**BRIEF**.
For each line in the data that includes "Follow", make a copy.

**SUPPLIED DATA**.
━━━━━━━━━━━━━━━━

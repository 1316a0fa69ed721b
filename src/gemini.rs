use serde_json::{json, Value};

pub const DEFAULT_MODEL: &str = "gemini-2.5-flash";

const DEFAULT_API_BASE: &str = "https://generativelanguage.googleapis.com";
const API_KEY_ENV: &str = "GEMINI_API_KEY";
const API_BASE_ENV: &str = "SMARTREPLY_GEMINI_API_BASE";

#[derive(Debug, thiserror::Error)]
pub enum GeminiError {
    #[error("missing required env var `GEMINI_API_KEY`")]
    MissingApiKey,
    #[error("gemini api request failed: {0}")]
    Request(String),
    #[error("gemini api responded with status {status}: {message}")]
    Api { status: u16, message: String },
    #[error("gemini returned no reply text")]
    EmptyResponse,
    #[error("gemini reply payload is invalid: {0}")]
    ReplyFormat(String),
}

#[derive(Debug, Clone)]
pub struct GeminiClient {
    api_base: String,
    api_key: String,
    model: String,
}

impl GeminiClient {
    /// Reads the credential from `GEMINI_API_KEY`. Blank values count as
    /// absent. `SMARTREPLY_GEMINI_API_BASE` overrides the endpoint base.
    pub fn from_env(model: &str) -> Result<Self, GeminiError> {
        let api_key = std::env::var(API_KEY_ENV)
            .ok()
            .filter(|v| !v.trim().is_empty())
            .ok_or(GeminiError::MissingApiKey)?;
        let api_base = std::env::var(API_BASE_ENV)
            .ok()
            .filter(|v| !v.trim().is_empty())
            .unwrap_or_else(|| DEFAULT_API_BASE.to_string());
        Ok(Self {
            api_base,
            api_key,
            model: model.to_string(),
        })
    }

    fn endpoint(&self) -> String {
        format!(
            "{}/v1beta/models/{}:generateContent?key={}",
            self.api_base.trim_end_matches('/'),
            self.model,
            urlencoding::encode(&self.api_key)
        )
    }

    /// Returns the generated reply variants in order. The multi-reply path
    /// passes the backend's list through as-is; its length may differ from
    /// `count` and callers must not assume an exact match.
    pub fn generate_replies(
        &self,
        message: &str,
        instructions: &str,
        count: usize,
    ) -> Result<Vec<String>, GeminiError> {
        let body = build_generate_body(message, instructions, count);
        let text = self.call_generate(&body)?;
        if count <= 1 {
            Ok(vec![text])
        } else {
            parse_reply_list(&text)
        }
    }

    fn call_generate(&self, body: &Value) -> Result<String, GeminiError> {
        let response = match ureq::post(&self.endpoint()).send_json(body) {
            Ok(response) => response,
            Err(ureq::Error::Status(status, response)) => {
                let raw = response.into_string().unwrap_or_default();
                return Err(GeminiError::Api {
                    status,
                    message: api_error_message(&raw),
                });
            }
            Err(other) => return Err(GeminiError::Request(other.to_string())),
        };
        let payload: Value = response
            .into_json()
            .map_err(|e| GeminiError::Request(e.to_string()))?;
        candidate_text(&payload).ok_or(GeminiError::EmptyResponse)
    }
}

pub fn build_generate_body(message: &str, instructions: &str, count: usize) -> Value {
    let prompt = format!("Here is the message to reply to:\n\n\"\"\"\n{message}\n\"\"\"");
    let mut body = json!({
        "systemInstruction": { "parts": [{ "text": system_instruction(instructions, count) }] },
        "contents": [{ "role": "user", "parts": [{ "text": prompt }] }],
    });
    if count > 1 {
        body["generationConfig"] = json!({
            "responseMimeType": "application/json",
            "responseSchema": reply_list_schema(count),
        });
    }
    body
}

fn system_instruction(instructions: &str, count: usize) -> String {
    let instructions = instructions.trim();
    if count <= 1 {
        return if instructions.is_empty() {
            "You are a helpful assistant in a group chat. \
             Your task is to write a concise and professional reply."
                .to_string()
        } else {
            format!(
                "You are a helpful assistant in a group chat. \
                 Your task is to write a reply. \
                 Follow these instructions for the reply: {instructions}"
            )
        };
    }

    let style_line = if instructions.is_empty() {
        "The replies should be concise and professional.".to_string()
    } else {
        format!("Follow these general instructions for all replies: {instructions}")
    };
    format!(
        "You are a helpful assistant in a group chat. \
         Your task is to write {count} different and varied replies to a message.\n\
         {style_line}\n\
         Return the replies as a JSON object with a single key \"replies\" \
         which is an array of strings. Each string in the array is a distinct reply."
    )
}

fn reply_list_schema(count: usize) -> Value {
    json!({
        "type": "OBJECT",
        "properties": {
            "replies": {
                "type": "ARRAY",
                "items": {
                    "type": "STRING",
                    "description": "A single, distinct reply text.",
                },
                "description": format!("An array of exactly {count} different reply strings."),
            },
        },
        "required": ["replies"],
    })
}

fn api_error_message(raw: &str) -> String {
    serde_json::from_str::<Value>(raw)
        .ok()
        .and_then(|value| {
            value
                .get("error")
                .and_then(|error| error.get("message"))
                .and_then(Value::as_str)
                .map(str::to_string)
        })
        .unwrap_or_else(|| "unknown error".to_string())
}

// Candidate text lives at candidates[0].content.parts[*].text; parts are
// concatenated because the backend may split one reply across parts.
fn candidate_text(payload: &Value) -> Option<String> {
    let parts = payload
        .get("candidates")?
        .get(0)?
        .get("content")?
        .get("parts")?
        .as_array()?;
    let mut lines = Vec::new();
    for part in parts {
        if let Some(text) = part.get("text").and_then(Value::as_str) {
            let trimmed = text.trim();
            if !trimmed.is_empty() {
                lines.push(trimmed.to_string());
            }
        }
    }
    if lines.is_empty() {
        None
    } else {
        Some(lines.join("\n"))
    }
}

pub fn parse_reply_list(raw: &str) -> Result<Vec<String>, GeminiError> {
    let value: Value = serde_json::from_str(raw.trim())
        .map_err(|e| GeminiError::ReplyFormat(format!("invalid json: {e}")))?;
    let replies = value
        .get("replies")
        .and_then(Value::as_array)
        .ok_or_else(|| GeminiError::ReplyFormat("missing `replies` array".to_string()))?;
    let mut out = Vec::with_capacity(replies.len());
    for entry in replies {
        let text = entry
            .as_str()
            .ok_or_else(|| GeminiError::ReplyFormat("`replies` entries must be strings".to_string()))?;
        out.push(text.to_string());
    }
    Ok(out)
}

━━━━━━━━━━━━━━━━

**SOLUTION**.
                 Follow these instructions for the reply: {instructions}"
        format!("Follow these general instructions for all replies: {instructions}")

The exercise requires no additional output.